Tell us about yourself! Where are you from?
I am the founder and designer of Gaelle Khouri, a high-end artistic jewellery brand that launched last summer in London. I am 30 years old and Lebanese.
What was it like growing up in Lebanon?
Being Lebanese, I grew up in a country that witnessed constant war and suffering. I think this has given me resilience and strength to get out of my comfort zone and pursue what I want.
In fact, I was particularly distressed by the increasing poverty and lack of educational opportunities that I saw pushing many young residents of Tripoli into delinquency. To help address this situation in my hometown, the second largest city in Lebanon, I co-founded the “Tripoli Alpha One Leo Club,” the idea for which stemmed from my belief that meaningful city-wide impact must come from young people. The club taught youth how to better serve their community, which in the process changed their mindset about achieving it in their own lives – I think this was my first experience in the entrepreneurial world and has definitely contributed in a way to where I am now.
Also and on a more artistic level, in the city I grew up in is the Gold Souk, one of the oldest in the region. I was exposed to it from a very young age and it has definitely steered the artistic direction I took. I think my interest in intricate work and the amount of detail that I invest in my pieces comes from my Middle Eastern heritage, which is known for its crafted and elaborate jewellery.

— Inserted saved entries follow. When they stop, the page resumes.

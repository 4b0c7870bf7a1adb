//! Request envelope
//!
//! A [`RequestEnvelope`] is a plain value describing one HTTP call plus its
//! retry bookkeeping. Executing consumes it, so an envelope runs at most
//! once; a retry is a fresh value from [`RequestEnvelope::retry_copy`].

use std::collections::BTreeMap;
use std::fmt;

use tokio_util::sync::CancellationToken;

/// Name of the query parameter / form field carrying the bearer token.
pub const OAUTH_TOKEN_PARAM: &str = "oauth_token";

/// Retries allowed unless the caller raises the bound.
pub const DEFAULT_MAX_RETRY_COUNT: u32 = 0;

/// HTTP methods supported by the provider API.
#[derive(Debug, Clone, Copy, PartialEq, Eq)]
pub enum HttpMethod {
    Get,
    Post,
}

impl fmt::Display for HttpMethod {
    fn fmt(&self, f: &mut fmt::Formatter<'_>) -> fmt::Result {
        match self {
            Self::Get => write!(f, "GET"),
            Self::Post => write!(f, "POST"),
        }
    }
}

/// Wire-ready request handed to an [`HttpTransport`](super::HttpTransport).
#[derive(Clone, PartialEq, Eq)]
pub struct HttpRequest {
    pub method: HttpMethod,
    pub url: String,
    pub headers: Vec<(String, String)>,
    /// URL-encoded form fields, empty for GET
    pub form: Vec<(String, String)>,
}

impl fmt::Debug for HttpRequest {
    fn fmt(&self, f: &mut fmt::Formatter<'_>) -> fmt::Result {
        f.debug_struct("HttpRequest")
            .field("method", &self.method)
            .field("url", &redact_url(&self.url))
            .field("headers", &self.headers.iter().map(|(k, _)| k).collect::<Vec<_>>())
            .field("form", &self.form.iter().map(|(k, _)| k).collect::<Vec<_>>())
            .finish()
    }
}

impl HttpRequest {
    /// Value of a form field, if present.
    #[must_use]
    pub fn form_value(&self, key: &str) -> Option<&str> {
        self.form.iter().find(|(k, _)| k == key).map(|(_, v)| v.as_str())
    }

    /// Value of a header (case-insensitive name), if present.
    #[must_use]
    pub fn header(&self, name: &str) -> Option<&str> {
        self.headers.iter().find(|(k, _)| k.eq_ignore_ascii_case(name)).map(|(_, v)| v.as_str())
    }

    /// Decoded value of a query parameter in the URL, if present.
    #[must_use]
    pub fn query_value(&self, key: &str) -> Option<String> {
        let (_, query) = self.url.split_once('?')?;
        query.split('&').find_map(|pair| {
            let (k, v) = pair.split_once('=').unwrap_or((pair, ""));
            let k = urlencoding::decode(k).ok()?;
            if k == key {
                urlencoding::decode(v).ok().map(|v| v.into_owned())
            } else {
                None
            }
        })
    }

    /// The URL without its query string.
    #[must_use]
    pub fn path(&self) -> &str {
        self.url.split_once('?').map_or(self.url.as_str(), |(base, _)| base)
    }
}

/// Single-use description of one HTTP call plus retry bookkeeping.
#[derive(Clone)]
pub struct RequestEnvelope {
    method: HttpMethod,
    url: String,
    headers: BTreeMap<String, String>,
    query: BTreeMap<String, String>,
    body: BTreeMap<String, String>,
    retry_count: u32,
    max_retry_count: u32,
    cancellation: Option<CancellationToken>,
}

impl fmt::Debug for RequestEnvelope {
    fn fmt(&self, f: &mut fmt::Formatter<'_>) -> fmt::Result {
        f.debug_struct("RequestEnvelope")
            .field("method", &self.method)
            .field("url", &self.url)
            .field("headers", &self.headers.keys().collect::<Vec<_>>())
            .field("query", &self.query.keys().collect::<Vec<_>>())
            .field("body", &self.body.keys().collect::<Vec<_>>())
            .field("retry_count", &self.retry_count)
            .field("max_retry_count", &self.max_retry_count)
            .finish()
    }
}

impl RequestEnvelope {
    /// Create an envelope for `method` and `url` with no parameters.
    pub fn new(method: HttpMethod, url: impl Into<String>) -> Self {
        Self {
            method,
            url: url.into(),
            headers: BTreeMap::new(),
            query: BTreeMap::new(),
            body: BTreeMap::new(),
            retry_count: 0,
            max_retry_count: DEFAULT_MAX_RETRY_COUNT,
            cancellation: None,
        }
    }

    /// Create a GET envelope
    ///
    /// # Examples
    /// ```
    /// use authrelay_client::http::RequestEnvelope;
    ///
    /// let envelope = RequestEnvelope::get("https://id.example.com/api/2/me")
    ///     .query("fields", "name,email")
    ///     .max_retry_count(1);
    /// assert_eq!(
    ///     envelope.complete_url(),
    ///     "https://id.example.com/api/2/me?fields=name%2Cemail"
    /// );
    /// ```
    pub fn get(url: impl Into<String>) -> Self {
        Self::new(HttpMethod::Get, url)
    }

    /// Create a POST envelope.
    pub fn post(url: impl Into<String>) -> Self {
        Self::new(HttpMethod::Post, url)
    }

    /// Add a query parameter; the last value for a key wins.
    #[must_use]
    pub fn query(mut self, key: impl Into<String>, value: impl Into<String>) -> Self {
        self.query.insert(key.into(), value.into());
        self
    }

    /// Add a form body field; the last value for a key wins.
    #[must_use]
    pub fn body(mut self, key: impl Into<String>, value: impl Into<String>) -> Self {
        self.body.insert(key.into(), value.into());
        self
    }

    /// Add a header; the last value for a name wins.
    #[must_use]
    pub fn header(mut self, name: impl Into<String>, value: impl Into<String>) -> Self {
        self.headers.insert(name.into(), value.into());
        self
    }

    /// Bound the number of token-refresh retries for this request.
    #[must_use]
    pub fn max_retry_count(mut self, max_retry_count: u32) -> Self {
        self.max_retry_count = max_retry_count;
        self
    }

    /// Abort the call when `token` is cancelled.
    #[must_use]
    pub fn cancel_on(mut self, token: CancellationToken) -> Self {
        self.cancellation = Some(token);
        self
    }

    pub fn method(&self) -> HttpMethod {
        self.method
    }

    pub fn url(&self) -> &str {
        &self.url
    }

    pub fn retry_count(&self) -> u32 {
        self.retry_count
    }

    pub fn retry_limit(&self) -> u32 {
        self.max_retry_count
    }

    pub fn query_params(&self) -> &BTreeMap<String, String> {
        &self.query
    }

    pub fn body_params(&self) -> &BTreeMap<String, String> {
        &self.body
    }

    pub fn cancellation(&self) -> Option<&CancellationToken> {
        self.cancellation.as_ref()
    }

    /// Whether another refresh-and-replay round is allowed.
    #[must_use]
    pub fn can_retry(&self) -> bool {
        self.retry_count < self.max_retry_count
    }

    /// Copy carrying the same parameters with `retry_count + 1`.
    #[must_use]
    pub fn retry_copy(&self) -> Self {
        let mut copy = self.clone();
        copy.retry_count += 1;
        copy
    }

    /// Base URL followed by the encoded query string.
    #[must_use]
    pub fn complete_url(&self) -> String {
        format!("{}{}", self.url, build_query_string(&self.query))
    }

    /// Whether a bearer token is already present on the request.
    #[must_use]
    pub fn has_bearer(&self) -> bool {
        match self.method {
            HttpMethod::Get => {
                self.query.contains_key(OAUTH_TOKEN_PARAM) || self.url.contains(OAUTH_TOKEN_PARAM)
            }
            HttpMethod::Post => self.body.contains_key(OAUTH_TOKEN_PARAM),
        }
    }

    /// Attach `access_token` as query parameter (GET) or form field (POST)
    /// unless the caller already supplied one.
    #[must_use]
    pub fn with_bearer(self, access_token: &str) -> Self {
        if self.has_bearer() {
            return self;
        }
        match self.method {
            HttpMethod::Get => self.query(OAUTH_TOKEN_PARAM, access_token),
            HttpMethod::Post => self.body(OAUTH_TOKEN_PARAM, access_token),
        }
    }

    /// Produce the wire request, always carrying a `User-Agent` header.
    #[must_use]
    pub fn into_http_request(self, user_agent: &str) -> HttpRequest {
        let url = self.complete_url();

        let mut headers = Vec::with_capacity(self.headers.len() + 1);
        if !self.headers.keys().any(|k| k.eq_ignore_ascii_case("user-agent")) {
            headers.push(("User-Agent".to_string(), user_agent.to_string()));
        }
        headers.extend(self.headers);

        let form = match self.method {
            HttpMethod::Get => Vec::new(),
            HttpMethod::Post => self.body.into_iter().collect(),
        };

        HttpRequest { method: self.method, url, headers, form }
    }
}

/// Build `?k1=v1&k2=v2` from a parameter map, empty when there are none.
///
/// Keys and values are percent-encoded individually. Rust strings are always
/// valid UTF-8, so encoding is total and the raw pair is never needed.
#[must_use]
pub fn build_query_string(params: &BTreeMap<String, String>) -> String {
    let mut query = String::new();
    for (key, value) in params {
        query.push(if query.is_empty() { '?' } else { '&' });
        query.push_str(&encode_pair(key, value));
    }
    query
}

fn encode_pair(key: &str, value: &str) -> String {
    format!("{}={}", urlencoding::encode(key), urlencoding::encode(value))
}

fn redact_url(url: &str) -> String {
    match url.split_once('?') {
        Some((base, _)) => format!("{base}?[..]"),
        None => url.to_string(),
    }
}

#[cfg(test)]
mod tests {
    //! Unit tests for http::envelope.
    use super::*;

    /// Validates deterministic query serialization with reserved characters.
    #[test]
    fn query_string_is_encoded_and_ordered() {
        let mut params = BTreeMap::new();
        params.insert("b".to_string(), "x y".to_string());
        params.insert("a".to_string(), "1".to_string());

        assert_eq!(build_query_string(&params), "?a=1&b=x%20y");
    }

    /// Validates that keys are encoded as well as values.
    #[test]
    fn query_keys_are_encoded() {
        let mut params = BTreeMap::new();
        params.insert("redirect uri".to_string(), "app://login?x=1&y=2".to_string());

        assert_eq!(
            build_query_string(&params),
            "?redirect%20uri=app%3A%2F%2Flogin%3Fx%3D1%26y%3D2"
        );
    }

    /// Validates that an empty map yields an empty query string.
    #[test]
    fn empty_query_string() {
        assert_eq!(build_query_string(&BTreeMap::new()), "");
        assert_eq!(RequestEnvelope::get("https://x/api").complete_url(), "https://x/api");
    }

    /// Validates last-write-wins map semantics.
    #[test]
    fn last_write_wins() {
        let envelope = RequestEnvelope::post("https://x/api")
            .body("name", "first")
            .body("name", "second")
            .header("Accept", "text/plain")
            .header("Accept", "application/json");

        assert_eq!(envelope.body_params().get("name").map(String::as_str), Some("second"));
        let request = envelope.into_http_request("ua/1");
        assert_eq!(request.header("accept"), Some("application/json"));
    }

    /// Validates that retry copies keep parameters and bump the counter.
    #[test]
    fn retry_copy_increments_counter() {
        let envelope = RequestEnvelope::get("https://x/api").query("id", "7").max_retry_count(2);
        assert!(envelope.can_retry());

        let first = envelope.retry_copy();
        assert_eq!(first.retry_count(), 1);
        assert_eq!(first.query_params(), envelope.query_params());
        assert_eq!(envelope.retry_count(), 0);

        let second = first.retry_copy();
        assert_eq!(second.retry_count(), 2);
        assert!(!second.can_retry());
    }

    /// Validates the default retry bound.
    #[test]
    fn default_max_retry_count_is_zero() {
        let envelope = RequestEnvelope::get("https://x/api");
        assert_eq!(envelope.retry_limit(), DEFAULT_MAX_RETRY_COUNT);
        assert!(!envelope.can_retry());
    }

    /// Validates bearer injection for GET and POST.
    #[test]
    fn bearer_injection_by_method() {
        let get = RequestEnvelope::get("https://x/api").with_bearer("tok").into_http_request("ua");
        assert_eq!(get.query_value(OAUTH_TOKEN_PARAM).as_deref(), Some("tok"));
        assert!(get.form.is_empty());

        let post = RequestEnvelope::post("https://x/api").with_bearer("tok").into_http_request("ua");
        assert_eq!(post.form_value(OAUTH_TOKEN_PARAM), Some("tok"));
        assert_eq!(post.url, "https://x/api");
    }

    /// Validates that a caller-supplied bearer is never overwritten.
    #[test]
    fn caller_supplied_bearer_is_kept() {
        let get = RequestEnvelope::get("https://x/api?oauth_token=mine").with_bearer("tok");
        assert!(!get.query_params().contains_key(OAUTH_TOKEN_PARAM));

        let post = RequestEnvelope::post("https://x/api").body(OAUTH_TOKEN_PARAM, "mine");
        let post = post.with_bearer("tok").into_http_request("ua");
        assert_eq!(post.form_value(OAUTH_TOKEN_PARAM), Some("mine"));
    }

    /// Validates that User-Agent is always attached.
    #[test]
    fn user_agent_always_attached() {
        let request = RequestEnvelope::get("https://x/api").into_http_request("app/1.0");
        assert_eq!(request.header("User-Agent"), Some("app/1.0"));

        let request = RequestEnvelope::get("https://x/api")
            .header("user-agent", "custom")
            .into_http_request("app/1.0");
        assert_eq!(request.header("User-Agent"), Some("custom"));
        assert_eq!(request.headers.len(), 1);
    }

    /// Validates that debug output does not leak parameter values.
    #[test]
    fn debug_hides_values() {
        let envelope = RequestEnvelope::post("https://x/token").body("client_secret", "hunter2");
        assert!(!format!("{envelope:?}").contains("hunter2"));

        let request = envelope.into_http_request("ua");
        assert!(!format!("{request:?}").contains("hunter2"));
    }
}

Many of my pieces follow the movement of fingers and hands, also relating to my Middle Eastern roots, seeing as women used to cover their hands and bodies with big jewellery.
How did you first become interested in jewellery?
I think I always had an interest in creative and artistic fields but I had never expressed that strongly before – professionally I mean. And the transition did not happen overnight: I grew up in Tripoli, which is a city in the north of Lebanon and the perception of success there is in big part dictated by a limited number of academic fields. This has partly influenced my academic choice and led me to major in a scientific field.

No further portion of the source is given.